START Supplied information

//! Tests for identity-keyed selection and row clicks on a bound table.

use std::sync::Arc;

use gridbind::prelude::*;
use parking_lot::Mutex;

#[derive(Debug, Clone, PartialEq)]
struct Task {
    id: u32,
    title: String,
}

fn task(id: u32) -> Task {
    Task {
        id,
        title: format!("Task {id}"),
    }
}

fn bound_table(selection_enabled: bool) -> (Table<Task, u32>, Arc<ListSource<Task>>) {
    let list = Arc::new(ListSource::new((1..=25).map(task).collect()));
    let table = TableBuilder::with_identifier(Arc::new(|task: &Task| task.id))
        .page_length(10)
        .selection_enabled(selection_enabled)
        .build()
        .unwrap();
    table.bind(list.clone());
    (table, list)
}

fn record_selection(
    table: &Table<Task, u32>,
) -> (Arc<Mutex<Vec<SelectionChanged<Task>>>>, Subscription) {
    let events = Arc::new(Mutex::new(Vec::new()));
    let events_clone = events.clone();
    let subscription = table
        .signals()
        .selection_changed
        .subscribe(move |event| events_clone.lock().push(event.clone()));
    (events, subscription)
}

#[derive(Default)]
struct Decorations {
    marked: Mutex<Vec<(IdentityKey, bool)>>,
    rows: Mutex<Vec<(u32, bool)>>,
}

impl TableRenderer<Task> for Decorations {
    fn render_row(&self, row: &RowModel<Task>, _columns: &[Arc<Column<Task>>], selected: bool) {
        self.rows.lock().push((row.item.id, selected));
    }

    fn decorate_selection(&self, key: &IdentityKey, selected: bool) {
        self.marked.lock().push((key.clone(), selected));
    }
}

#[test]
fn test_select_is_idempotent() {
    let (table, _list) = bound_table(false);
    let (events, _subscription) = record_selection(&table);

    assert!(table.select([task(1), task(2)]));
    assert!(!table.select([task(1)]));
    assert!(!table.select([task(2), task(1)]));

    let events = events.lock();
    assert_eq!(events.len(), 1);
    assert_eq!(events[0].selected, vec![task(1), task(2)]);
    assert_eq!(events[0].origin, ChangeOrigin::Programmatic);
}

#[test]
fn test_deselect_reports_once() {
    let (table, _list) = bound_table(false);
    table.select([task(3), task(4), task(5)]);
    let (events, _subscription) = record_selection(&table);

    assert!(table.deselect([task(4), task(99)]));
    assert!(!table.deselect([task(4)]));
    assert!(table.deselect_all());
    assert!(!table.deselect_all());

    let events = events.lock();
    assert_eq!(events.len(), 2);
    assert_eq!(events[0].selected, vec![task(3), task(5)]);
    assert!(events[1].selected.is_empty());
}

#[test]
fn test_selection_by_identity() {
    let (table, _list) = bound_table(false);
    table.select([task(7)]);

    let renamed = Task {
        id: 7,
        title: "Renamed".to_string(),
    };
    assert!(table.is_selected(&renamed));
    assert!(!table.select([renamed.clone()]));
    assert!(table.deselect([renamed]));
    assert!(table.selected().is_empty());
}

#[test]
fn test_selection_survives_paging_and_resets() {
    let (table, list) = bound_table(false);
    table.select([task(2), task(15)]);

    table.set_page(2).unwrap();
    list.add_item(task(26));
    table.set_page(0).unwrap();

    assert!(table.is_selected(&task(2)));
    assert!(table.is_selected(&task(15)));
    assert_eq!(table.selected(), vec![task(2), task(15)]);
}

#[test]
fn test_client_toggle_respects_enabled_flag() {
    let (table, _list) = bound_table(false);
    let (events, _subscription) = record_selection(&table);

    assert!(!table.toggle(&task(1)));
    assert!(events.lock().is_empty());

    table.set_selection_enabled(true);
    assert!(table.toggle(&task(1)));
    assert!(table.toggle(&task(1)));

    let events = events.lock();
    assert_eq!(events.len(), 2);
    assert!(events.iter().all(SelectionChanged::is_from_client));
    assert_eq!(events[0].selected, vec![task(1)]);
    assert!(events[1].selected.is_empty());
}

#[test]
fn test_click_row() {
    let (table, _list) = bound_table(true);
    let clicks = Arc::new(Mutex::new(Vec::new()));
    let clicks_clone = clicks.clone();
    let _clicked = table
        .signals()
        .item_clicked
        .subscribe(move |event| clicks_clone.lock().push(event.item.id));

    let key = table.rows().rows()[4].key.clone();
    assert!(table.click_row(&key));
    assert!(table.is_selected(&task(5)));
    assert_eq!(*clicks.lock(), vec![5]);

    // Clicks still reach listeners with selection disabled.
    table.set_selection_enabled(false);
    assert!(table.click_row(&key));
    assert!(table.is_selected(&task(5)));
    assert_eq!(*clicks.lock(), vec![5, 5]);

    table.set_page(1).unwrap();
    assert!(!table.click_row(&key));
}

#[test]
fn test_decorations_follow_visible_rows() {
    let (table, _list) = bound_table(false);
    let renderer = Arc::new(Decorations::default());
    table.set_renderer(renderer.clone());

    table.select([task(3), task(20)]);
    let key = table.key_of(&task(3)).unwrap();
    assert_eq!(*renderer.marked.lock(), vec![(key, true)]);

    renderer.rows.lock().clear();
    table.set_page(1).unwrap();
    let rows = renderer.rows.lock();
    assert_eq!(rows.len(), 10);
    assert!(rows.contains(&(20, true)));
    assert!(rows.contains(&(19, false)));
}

END Supplied information

What you are asked to do: Among the entries above, say how many lines hold the word "subscribe". No other words belong in the answer.

Output for this task: 2